**MATERIAL TO PROCESS**
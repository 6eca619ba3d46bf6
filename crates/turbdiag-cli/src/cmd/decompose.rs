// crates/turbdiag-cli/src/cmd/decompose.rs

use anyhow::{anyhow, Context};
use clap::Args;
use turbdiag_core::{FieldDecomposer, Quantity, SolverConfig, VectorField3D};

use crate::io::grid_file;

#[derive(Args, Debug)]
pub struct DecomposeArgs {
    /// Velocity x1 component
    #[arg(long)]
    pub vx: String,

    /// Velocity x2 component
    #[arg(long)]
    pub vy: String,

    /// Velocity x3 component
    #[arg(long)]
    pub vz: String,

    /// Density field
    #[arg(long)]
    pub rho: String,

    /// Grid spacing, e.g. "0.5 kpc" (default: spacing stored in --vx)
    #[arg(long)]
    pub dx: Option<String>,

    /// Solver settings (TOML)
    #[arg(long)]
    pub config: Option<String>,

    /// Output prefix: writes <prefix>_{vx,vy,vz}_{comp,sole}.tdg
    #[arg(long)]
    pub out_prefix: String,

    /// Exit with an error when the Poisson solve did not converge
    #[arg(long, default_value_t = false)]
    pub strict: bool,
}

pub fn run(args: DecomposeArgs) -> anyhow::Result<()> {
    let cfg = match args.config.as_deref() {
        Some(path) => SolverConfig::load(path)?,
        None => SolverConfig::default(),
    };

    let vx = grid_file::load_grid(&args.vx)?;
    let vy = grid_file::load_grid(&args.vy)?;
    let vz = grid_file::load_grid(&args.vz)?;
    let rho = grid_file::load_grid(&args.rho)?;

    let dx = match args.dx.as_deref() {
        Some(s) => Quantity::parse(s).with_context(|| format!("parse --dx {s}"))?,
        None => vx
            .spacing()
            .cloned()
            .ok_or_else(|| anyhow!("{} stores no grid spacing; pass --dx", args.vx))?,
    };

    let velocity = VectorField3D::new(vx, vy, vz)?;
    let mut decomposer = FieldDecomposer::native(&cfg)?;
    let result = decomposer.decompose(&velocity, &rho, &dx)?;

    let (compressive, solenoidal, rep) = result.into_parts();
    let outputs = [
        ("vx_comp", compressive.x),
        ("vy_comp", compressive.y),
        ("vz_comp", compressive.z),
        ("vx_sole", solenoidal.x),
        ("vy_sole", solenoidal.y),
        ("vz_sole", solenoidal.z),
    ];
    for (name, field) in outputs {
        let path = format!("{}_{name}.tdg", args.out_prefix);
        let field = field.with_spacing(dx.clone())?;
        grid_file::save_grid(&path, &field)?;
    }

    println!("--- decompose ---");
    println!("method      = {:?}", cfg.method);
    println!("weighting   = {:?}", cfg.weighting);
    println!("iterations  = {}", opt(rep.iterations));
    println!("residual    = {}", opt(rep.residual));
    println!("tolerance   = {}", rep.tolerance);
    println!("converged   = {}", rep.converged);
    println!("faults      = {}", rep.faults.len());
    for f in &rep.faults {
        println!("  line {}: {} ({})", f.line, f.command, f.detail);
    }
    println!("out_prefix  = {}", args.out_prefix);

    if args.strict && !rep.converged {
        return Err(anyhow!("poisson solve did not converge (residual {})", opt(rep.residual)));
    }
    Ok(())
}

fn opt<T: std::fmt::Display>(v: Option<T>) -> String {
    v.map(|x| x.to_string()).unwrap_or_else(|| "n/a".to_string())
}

==

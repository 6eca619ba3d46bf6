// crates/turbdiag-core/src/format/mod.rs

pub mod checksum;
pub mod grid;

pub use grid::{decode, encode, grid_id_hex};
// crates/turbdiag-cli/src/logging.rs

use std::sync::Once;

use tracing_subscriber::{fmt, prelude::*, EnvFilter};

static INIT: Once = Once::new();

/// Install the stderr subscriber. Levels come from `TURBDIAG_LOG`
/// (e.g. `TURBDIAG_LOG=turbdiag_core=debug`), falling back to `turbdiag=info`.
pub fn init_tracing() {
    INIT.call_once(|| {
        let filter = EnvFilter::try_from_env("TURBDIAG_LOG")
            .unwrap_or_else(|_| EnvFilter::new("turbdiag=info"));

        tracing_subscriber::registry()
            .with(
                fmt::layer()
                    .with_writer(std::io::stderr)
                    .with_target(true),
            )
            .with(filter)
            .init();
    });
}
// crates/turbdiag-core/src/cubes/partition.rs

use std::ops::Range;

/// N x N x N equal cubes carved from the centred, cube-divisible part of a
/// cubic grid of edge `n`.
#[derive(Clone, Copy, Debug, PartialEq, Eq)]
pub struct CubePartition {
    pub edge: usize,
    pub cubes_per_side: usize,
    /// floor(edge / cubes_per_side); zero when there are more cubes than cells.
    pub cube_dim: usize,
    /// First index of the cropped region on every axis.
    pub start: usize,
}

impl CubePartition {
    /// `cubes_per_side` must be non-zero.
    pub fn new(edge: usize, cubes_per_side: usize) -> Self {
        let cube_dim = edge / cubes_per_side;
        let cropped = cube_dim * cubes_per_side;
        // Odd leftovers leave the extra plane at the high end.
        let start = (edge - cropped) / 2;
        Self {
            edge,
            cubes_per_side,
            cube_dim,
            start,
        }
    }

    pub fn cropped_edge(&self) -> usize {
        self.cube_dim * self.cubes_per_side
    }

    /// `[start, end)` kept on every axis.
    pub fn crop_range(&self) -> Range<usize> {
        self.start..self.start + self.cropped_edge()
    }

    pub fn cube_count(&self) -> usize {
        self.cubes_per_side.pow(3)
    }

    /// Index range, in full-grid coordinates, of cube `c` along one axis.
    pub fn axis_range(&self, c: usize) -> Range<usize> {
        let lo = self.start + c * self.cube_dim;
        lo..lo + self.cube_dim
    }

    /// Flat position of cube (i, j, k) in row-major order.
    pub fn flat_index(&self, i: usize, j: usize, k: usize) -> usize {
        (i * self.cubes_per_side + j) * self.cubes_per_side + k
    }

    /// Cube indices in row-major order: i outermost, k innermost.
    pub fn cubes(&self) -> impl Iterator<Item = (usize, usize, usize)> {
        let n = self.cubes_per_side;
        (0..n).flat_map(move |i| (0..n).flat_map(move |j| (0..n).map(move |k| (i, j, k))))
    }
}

* * *

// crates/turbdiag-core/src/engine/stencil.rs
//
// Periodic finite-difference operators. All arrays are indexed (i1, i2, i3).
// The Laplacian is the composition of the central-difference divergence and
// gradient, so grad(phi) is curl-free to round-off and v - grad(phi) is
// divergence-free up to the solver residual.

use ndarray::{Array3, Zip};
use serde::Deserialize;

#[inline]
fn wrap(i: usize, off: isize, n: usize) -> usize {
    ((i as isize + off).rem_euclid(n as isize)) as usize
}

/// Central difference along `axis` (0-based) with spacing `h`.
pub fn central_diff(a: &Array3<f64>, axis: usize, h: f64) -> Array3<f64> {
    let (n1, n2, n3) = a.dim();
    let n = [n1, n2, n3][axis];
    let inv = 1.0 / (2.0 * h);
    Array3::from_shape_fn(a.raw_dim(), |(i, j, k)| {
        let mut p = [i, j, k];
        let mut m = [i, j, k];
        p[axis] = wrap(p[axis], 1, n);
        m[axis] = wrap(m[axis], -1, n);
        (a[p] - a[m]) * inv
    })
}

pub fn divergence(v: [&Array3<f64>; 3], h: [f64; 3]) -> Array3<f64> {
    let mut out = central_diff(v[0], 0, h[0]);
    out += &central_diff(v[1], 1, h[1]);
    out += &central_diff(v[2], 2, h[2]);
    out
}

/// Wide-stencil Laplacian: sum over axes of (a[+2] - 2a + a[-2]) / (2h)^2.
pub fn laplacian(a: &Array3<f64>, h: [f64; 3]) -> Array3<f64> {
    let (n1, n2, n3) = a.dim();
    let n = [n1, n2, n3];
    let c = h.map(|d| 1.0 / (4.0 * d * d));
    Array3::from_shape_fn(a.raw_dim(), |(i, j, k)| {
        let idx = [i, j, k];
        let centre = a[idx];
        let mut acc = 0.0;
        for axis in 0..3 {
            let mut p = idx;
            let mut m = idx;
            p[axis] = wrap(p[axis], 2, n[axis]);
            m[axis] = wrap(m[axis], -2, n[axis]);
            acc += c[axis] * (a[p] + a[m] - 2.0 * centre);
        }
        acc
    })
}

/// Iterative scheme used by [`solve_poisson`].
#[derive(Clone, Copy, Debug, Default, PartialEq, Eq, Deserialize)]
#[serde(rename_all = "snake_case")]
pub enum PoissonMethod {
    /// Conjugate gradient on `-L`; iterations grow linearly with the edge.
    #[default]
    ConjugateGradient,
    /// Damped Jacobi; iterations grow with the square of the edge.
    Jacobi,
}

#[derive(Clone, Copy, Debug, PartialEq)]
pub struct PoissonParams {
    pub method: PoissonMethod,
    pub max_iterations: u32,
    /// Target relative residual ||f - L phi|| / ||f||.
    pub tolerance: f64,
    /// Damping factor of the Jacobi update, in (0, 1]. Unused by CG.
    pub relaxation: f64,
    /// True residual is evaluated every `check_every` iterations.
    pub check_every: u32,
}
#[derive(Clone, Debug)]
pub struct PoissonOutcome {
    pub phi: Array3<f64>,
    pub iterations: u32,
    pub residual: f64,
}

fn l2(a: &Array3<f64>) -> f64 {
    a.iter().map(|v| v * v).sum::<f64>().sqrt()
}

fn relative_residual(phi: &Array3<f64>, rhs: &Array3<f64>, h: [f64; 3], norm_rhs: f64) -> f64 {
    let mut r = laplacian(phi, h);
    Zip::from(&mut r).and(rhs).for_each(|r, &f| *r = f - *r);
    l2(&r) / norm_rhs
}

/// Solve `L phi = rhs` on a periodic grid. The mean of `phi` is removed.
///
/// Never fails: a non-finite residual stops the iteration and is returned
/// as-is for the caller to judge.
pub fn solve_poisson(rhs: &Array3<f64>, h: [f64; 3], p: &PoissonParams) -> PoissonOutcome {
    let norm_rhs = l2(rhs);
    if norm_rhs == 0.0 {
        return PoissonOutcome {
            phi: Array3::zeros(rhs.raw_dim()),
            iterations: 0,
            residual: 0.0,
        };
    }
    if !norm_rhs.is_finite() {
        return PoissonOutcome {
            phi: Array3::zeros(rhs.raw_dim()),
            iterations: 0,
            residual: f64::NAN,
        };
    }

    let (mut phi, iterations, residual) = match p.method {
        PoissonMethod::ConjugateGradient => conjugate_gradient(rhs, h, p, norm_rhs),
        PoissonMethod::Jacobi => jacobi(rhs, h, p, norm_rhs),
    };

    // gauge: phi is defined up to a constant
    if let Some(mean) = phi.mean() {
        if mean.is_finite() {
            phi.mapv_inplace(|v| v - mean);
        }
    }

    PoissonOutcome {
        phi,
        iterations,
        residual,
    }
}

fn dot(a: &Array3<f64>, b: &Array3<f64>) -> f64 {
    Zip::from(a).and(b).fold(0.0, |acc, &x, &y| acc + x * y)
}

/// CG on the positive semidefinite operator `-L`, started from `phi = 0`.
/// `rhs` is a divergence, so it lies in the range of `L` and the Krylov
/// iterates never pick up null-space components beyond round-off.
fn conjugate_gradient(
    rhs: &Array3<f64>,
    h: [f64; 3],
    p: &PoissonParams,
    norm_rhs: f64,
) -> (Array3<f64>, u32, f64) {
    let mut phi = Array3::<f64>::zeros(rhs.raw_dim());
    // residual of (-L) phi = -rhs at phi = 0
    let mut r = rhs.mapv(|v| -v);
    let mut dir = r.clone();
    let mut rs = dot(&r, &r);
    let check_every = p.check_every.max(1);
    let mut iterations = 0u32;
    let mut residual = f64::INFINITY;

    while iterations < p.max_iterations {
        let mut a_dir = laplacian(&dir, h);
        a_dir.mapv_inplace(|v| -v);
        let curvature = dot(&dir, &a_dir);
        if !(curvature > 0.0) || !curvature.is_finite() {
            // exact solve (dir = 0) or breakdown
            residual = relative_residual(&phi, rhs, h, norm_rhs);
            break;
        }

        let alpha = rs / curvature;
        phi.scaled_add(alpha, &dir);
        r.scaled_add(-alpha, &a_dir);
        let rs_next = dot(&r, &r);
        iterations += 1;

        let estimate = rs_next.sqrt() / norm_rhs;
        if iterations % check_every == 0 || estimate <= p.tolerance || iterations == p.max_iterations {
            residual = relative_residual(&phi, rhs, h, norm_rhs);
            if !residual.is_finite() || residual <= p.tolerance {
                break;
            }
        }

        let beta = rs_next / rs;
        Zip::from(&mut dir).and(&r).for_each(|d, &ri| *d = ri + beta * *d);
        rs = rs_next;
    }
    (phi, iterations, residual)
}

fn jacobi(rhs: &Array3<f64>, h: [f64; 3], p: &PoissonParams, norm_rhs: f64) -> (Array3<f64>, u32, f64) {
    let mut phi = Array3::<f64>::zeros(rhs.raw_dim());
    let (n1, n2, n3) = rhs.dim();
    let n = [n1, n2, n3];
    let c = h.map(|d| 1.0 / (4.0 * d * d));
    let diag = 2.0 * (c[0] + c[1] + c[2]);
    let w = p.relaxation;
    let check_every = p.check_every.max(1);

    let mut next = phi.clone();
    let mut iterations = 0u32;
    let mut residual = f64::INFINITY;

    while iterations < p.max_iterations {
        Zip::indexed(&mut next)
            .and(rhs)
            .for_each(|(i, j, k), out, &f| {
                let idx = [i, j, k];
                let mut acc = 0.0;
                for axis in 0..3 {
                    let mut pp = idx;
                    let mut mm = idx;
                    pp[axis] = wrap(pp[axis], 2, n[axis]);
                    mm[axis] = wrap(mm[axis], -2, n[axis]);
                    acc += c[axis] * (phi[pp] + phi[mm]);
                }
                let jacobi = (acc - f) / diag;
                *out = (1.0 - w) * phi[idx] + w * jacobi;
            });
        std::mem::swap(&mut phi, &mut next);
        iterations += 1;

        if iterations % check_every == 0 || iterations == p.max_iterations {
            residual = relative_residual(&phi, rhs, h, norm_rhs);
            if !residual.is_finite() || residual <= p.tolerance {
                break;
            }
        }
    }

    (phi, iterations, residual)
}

**TASK TO COMPLETE**
Look over the listing above. Pick out and copy every line that includes "derive".

**ANSWER SECTION**
#[derive(Args, Debug)]
#[derive(Clone, Copy, Debug, PartialEq, Eq)]
#[derive(Clone, Copy, Debug, Default, PartialEq, Eq, Deserialize)]
#[derive(Clone, Copy, Debug, PartialEq)]
#[derive(Clone, Debug)]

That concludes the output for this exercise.